What this task involves –
Which lines of the data contain the string "that"? Copy every one of them.

Data supplied –
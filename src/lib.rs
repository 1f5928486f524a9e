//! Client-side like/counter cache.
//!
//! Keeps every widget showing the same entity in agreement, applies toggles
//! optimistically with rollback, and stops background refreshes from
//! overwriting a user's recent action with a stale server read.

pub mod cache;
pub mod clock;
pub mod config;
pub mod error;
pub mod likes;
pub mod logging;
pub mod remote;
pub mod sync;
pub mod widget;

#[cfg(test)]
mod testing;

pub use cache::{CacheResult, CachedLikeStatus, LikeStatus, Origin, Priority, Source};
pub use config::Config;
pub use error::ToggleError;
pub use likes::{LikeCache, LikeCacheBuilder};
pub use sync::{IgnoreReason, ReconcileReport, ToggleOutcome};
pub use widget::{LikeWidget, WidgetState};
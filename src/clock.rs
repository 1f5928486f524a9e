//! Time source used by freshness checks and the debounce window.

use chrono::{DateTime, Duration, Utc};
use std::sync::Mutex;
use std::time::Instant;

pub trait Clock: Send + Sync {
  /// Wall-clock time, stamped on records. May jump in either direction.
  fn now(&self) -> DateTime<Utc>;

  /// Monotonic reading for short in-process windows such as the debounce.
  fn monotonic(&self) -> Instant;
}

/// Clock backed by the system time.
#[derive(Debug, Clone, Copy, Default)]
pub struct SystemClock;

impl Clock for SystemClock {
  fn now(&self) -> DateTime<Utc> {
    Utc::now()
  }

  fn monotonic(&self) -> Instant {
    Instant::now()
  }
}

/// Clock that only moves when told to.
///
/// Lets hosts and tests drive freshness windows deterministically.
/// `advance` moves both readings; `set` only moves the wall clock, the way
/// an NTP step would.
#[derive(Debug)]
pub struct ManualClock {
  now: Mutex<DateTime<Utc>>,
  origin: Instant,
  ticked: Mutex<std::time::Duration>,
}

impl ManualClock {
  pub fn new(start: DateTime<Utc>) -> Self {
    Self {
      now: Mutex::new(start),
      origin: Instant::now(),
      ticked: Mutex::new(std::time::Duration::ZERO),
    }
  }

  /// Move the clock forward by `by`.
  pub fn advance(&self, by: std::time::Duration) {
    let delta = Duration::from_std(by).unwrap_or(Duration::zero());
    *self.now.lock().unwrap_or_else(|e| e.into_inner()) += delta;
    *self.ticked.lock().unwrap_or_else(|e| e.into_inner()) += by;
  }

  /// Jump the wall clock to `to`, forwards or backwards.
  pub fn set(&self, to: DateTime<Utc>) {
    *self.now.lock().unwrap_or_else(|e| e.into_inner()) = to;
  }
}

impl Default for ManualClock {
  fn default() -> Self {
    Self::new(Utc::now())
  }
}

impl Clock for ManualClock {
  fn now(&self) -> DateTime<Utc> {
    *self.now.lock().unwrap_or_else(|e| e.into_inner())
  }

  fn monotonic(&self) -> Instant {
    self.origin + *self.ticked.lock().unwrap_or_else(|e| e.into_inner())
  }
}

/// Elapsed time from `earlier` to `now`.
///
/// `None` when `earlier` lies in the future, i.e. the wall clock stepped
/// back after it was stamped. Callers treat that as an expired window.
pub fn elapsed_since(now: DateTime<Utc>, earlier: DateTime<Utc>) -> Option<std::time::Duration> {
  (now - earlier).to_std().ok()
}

---

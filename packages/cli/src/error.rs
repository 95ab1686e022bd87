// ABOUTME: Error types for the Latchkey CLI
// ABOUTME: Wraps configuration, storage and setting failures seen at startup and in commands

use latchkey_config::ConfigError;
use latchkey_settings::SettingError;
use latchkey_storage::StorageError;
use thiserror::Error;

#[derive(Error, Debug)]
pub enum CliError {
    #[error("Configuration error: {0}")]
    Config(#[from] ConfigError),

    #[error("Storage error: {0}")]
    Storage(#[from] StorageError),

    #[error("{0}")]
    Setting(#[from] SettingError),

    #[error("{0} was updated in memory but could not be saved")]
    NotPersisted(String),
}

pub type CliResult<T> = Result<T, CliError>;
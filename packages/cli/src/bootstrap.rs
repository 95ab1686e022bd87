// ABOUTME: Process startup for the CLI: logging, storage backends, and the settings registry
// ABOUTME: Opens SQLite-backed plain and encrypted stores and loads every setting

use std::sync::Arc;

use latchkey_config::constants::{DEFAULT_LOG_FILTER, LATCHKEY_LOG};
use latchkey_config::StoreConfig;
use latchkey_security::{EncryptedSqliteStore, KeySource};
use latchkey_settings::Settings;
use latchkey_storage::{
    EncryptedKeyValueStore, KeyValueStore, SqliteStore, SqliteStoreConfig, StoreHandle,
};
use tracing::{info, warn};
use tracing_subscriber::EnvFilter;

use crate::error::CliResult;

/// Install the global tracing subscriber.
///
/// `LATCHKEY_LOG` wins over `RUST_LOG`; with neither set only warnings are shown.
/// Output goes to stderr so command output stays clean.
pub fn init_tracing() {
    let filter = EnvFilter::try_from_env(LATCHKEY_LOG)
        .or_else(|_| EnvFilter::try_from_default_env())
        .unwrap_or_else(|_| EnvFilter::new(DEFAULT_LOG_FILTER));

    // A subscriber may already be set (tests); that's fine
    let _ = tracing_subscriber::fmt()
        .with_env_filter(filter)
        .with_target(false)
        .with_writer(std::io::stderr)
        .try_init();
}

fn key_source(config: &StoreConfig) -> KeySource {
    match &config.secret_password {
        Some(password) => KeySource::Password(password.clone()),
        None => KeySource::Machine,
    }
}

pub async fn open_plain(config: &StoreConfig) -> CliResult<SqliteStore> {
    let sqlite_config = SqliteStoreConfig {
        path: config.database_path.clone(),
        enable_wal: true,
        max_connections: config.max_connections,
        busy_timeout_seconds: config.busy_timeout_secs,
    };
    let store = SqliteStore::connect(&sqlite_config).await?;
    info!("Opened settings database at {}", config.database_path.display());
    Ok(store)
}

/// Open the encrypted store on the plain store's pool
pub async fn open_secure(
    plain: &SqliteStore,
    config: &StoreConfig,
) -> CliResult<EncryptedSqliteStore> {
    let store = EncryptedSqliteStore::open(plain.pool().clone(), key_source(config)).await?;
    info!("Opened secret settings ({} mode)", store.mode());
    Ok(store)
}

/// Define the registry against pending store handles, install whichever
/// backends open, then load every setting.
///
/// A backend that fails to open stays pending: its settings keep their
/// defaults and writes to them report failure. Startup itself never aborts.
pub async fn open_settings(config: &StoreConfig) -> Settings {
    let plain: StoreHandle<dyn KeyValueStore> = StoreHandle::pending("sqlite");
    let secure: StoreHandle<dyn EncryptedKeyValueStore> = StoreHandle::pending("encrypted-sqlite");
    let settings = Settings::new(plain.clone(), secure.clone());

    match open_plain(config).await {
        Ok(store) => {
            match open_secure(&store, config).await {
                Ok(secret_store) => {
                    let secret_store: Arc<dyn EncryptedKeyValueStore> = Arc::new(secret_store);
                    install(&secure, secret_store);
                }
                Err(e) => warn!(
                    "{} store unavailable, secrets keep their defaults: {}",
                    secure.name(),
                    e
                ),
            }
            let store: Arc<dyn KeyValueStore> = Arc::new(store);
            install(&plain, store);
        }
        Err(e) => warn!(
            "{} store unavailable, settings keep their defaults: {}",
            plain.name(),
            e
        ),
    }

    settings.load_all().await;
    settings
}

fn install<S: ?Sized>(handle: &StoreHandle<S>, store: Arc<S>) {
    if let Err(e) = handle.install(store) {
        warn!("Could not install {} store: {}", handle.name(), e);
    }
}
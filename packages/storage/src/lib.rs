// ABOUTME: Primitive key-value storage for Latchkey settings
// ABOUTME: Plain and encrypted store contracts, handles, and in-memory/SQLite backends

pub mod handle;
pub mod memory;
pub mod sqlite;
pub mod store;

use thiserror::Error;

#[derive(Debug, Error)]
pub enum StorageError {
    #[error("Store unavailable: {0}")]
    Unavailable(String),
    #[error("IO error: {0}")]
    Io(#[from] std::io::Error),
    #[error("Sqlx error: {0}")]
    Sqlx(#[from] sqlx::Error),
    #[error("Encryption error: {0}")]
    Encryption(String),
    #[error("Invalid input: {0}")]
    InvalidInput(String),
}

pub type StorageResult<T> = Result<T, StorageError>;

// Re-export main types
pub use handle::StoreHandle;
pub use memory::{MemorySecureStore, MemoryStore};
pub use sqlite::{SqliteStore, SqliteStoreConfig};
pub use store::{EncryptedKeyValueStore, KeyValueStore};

* * *

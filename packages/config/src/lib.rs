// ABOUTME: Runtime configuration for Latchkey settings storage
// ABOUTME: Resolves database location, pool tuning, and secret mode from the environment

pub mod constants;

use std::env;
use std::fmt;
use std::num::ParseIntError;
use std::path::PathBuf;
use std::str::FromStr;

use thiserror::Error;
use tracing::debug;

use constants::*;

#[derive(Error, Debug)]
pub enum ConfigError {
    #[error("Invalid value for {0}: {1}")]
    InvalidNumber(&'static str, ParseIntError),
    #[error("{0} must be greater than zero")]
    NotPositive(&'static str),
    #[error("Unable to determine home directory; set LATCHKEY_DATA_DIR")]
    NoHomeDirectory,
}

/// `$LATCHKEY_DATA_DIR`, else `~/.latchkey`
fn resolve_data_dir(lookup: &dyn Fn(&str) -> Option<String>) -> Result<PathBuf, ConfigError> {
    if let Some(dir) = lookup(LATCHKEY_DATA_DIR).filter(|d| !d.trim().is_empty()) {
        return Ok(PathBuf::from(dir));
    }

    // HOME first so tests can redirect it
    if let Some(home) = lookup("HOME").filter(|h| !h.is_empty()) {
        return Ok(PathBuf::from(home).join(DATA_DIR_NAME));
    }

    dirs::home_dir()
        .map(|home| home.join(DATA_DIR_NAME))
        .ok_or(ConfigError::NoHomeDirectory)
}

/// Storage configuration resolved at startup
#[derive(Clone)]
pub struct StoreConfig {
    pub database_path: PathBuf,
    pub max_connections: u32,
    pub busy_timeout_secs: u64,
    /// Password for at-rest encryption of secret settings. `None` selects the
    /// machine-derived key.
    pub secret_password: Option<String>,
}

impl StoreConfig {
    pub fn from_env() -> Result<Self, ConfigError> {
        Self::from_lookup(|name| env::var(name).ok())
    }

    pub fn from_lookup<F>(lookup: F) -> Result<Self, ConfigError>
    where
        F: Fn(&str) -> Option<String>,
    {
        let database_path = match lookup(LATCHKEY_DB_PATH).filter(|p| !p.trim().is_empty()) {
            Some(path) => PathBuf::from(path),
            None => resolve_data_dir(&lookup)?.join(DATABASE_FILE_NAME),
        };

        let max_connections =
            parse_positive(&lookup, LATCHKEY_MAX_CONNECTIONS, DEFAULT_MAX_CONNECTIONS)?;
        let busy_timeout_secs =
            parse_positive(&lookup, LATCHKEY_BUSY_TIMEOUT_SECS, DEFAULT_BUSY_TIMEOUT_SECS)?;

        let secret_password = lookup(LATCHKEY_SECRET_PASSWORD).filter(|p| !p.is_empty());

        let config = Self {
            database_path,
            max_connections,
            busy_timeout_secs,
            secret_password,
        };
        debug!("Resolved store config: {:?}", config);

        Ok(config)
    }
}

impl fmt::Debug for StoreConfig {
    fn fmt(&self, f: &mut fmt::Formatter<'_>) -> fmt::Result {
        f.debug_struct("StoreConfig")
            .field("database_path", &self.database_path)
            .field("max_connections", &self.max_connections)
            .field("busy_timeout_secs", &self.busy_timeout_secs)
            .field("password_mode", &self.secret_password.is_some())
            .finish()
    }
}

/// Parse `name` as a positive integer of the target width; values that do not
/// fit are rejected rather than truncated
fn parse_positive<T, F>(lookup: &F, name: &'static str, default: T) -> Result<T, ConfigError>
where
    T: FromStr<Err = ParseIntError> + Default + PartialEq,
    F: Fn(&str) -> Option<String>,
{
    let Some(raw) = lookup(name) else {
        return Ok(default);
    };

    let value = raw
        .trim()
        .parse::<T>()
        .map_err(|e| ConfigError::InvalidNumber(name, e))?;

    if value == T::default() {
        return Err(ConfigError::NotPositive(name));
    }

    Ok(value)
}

Answer space –
/// Clock that only moves when told to.
/// back after it was stamped. Callers treat that as an expired window.
    // A subscriber may already be set (tests); that's fine
/// A backend that fails to open stays pending: its settings keep their
/// Parse `name` as a positive integer of the target width; values that do not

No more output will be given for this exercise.